攜帶有本發明OsHsp23.7基因的表達載體可通過使用Ti質粒、Ri質粒、植物病毒載體、直接DNA轉化、微注射以及電穿孔等常規生物技術方法轉入植物細胞，并培育出對非生物逆境如干旱、鹽等耐受力增強的轉基因植物。
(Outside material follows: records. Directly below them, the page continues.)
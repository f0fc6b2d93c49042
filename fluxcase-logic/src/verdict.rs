//! Verdicts
//!
//! Comparison of an execution against a case's expected set, and the
//! aggregate counts reported per method and per corpus.

use crate::case::{Case, ExpectedOutcome};
use crate::error::ParseError;
use fluxcase_core::{Actual, Execution, HarnessError};
use serde::{Deserialize, Serialize};

/// Result of evaluating one case.
#[derive(Debug, Clone, PartialEq)]
pub enum Verdict {
    /// The actual outcome is in the expected set
    Match { actual: Actual },
    /// Well-formed evaluation whose outcome is not in the expected set
    Mismatch {
        /// Outcomes the case accepts
        expected: ExpectedOutcome,
        /// What the call did
        actual: Actual,
    },
    /// The harness could not produce a meaningful outcome
    HarnessError(HarnessError),
    /// The case text itself did not parse; the method was never called
    ParseError(ParseError),
}

/// Discriminant of a [`Verdict`], used for reporting and baselines.
#[derive(Debug, Clone, Copy, PartialEq, Eq, Hash, Serialize, Deserialize)]
#[serde(rename_all = "snake_case")]
pub enum VerdictKind {
    /// Outcome in the expected set
    Match,
    /// Outcome outside the expected set
    Mismatch,
    /// No outcome could be produced
    HarnessError,
    /// Case text did not parse
    ParseError,
}

impl VerdictKind {
    /// Name used in reports and baselines.
    pub fn as_str(self) -> &'static str {
        match self {
            VerdictKind::Match => "match",
            VerdictKind::Mismatch => "mismatch",
            VerdictKind::HarnessError => "harness_error",
            VerdictKind::ParseError => "parse_error",
        }
    }
}

impl Verdict {
    /// Which kind of verdict this is.
    pub fn kind(&self) -> VerdictKind {
        match self {
            Verdict::Match { .. } => VerdictKind::Match,
            Verdict::Mismatch { .. } => VerdictKind::Mismatch,
            Verdict::HarnessError(_) => VerdictKind::HarnessError,
            Verdict::ParseError(_) => VerdictKind::ParseError,
        }
    }

    /// Whether the case matched.
    pub fn is_match(&self) -> bool {
        matches!(self, Verdict::Match { .. })
    }

    /// Actual outcome of an evaluated case.
    pub fn actual(&self) -> Option<Actual> {
        match self {
            Verdict::Match { actual } | Verdict::Mismatch { actual, .. } => Some(*actual),
            _ => None,
        }
    }

    /// Whether the call ran out of budget.
    pub fn is_timeout(&self) -> bool {
        self.actual() == Some(Actual::Timeout)
    }

    /// Diagnostic text for the non-matching kinds.
    pub fn message(&self) -> Option<String> {
        match self {
            Verdict::Match { .. } => None,
            Verdict::Mismatch { expected, actual } => {
                Some(format!("expected {}, got {}", expected, actual))
            }
            Verdict::HarnessError(err) => Some(err.to_string()),
            Verdict::ParseError(err) => Some(err.to_string()),
        }
    }
}

/// Compare one execution against the case's expectation.
pub fn compare(case: &Case, execution: &Execution) -> Verdict {
    match &execution.result {
        Ok(actual) if case.expected.accepts(*actual) => Verdict::Match { actual: *actual },
        Ok(actual) => Verdict::Mismatch {
            expected: case.expected.clone(),
            actual: *actual,
        },
        Err(err) => Verdict::HarnessError(err.clone()),
    }
}

/// Verdict counts.
#[derive(Debug, Clone, Copy, Default, PartialEq, Eq, Serialize, Deserialize)]
pub struct VerdictSummary {
    /// Cases recorded
    pub total: usize,
    /// Match verdicts
    pub matched: usize,
    /// Mismatch verdicts
    pub mismatched: usize,
    /// HarnessError verdicts
    pub harness_errors: usize,
    /// ParseError verdicts
    pub parse_errors: usize,
    /// Cases whose actual outcome was a timeout (matched or not)
    pub timeouts: usize,
}

impl VerdictSummary {
    /// Count one verdict.
    pub fn record(&mut self, verdict: &Verdict) {
        self.total += 1;
        match verdict.kind() {
            VerdictKind::Match => self.matched += 1,
            VerdictKind::Mismatch => self.mismatched += 1,
            VerdictKind::HarnessError => self.harness_errors += 1,
            VerdictKind::ParseError => self.parse_errors += 1,
        }
        if verdict.is_timeout() {
            self.timeouts += 1;
        }
    }

    /// Every case matched.
    pub fn all_matched(&self) -> bool {
        self.matched == self.total
    }
}

/// Aggregate verdicts into summary counts.
pub fn aggregate_verdicts<'a>(verdicts: impl IntoIterator<Item = &'a Verdict>) -> VerdictSummary {
    let mut summary = VerdictSummary::default();
    for verdict in verdicts {
        summary.record(verdict);
    }
    summary
}
//! Iteration whose termination is hard to decide.

use fluxcase::prelude::*;

#[method(tags = "loop")]
#[case("(0) -> assertion error")]
#[case("(24) -> ok")]
#[case("(27) -> ok")]
fn collatz(n: i32) -> u32 {
    flux_assert!(n > 0);
    let mut n = n;
    let mut steps = 0;
    while n != 1 {
        checkpoint();
        n = if ops::rem(n, 2) == 0 {
            ops::div(n, 2)
        } else {
            n.wrapping_mul(3).wrapping_add(1)
        };
        steps += 1;
    }
    steps
}

// Odd inputs step over zero forever
#[method(tags = "loop")]
#[case("(4) -> ok")]
#[case("(0) -> ok")]
#[case("(3) -> *")]
fn countdown_by_two(n: i32) -> u32 {
    let mut i = n;
    let mut steps = 0;
    while i != 0 {
        checkpoint();
        i = i.wrapping_sub(2);
        steps += 1;
    }
    steps
}

#[method(tags = "loop")]
#[case("(0) -> *")]
#[case("(1) -> ok")]
fn spin(n: i32) {
    loop {
        if n != 0 {
            break;
        }
        checkpoint();
    }
}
被轉化的植物寄主可以是水稻、玉米、小麥等單子葉植物，也適用于煙草、大豆等雙子葉植物，培育抗逆的植物品種。

下面結合附圖和具體實施例對本發明做進一步詳細說明。

附圖說明

圖1為OsHsp23.7基因超量表達載體pCMBIA1301M-OsHsp23.7示意圖。

圖2A為OsHsp23.7基因超量表達轉基因水稻的DNA檢測。

圖2B為OsHsp23.7基因超量表達轉基因水稻的RT-PCR檢測。

圖3為OsHsp23.7基因超量表達轉基因水稻在干旱脅迫下的生長狀況和存活率。

其中：A為干旱處理前，OsHsp23.7基因超量表達轉基因水稻與野生型的比較；B為暴露于空氣中干旱處理9.5h后，OsHsp23.7基因超量表達轉基因水稻與野生型(WT)的比較；C為暴露于空氣中干旱處理9.5h后再復水10d，OsHsp23.7基因超量表達轉基因水稻與野生型的比較；D為暴露于空氣中干旱處理9.5h后再復水10d，OsHsp23.7基因超量表達轉基因水稻與野生型成活率統計(n＝25)。

圖4為OsHsp23.7基因超量表達轉基因植物在高鹽脅迫下的生長狀況和存活率。

其中：A為高鹽處理前，OsHsp23.7基因超量表達轉基因水稻與野生型的比較；B為高鹽處理24h后，OsHsp23.7基因超量表達轉基因水稻與野生型的比較；C為高鹽處理24h后再復水10d，OsHsp23.7基因超量表達轉基因水稻與野生型的比較；D為高鹽處理24h后再復水10d，OsHsp23.7基因超量表達轉基因水稻與野生型成活率統計(n＝25)。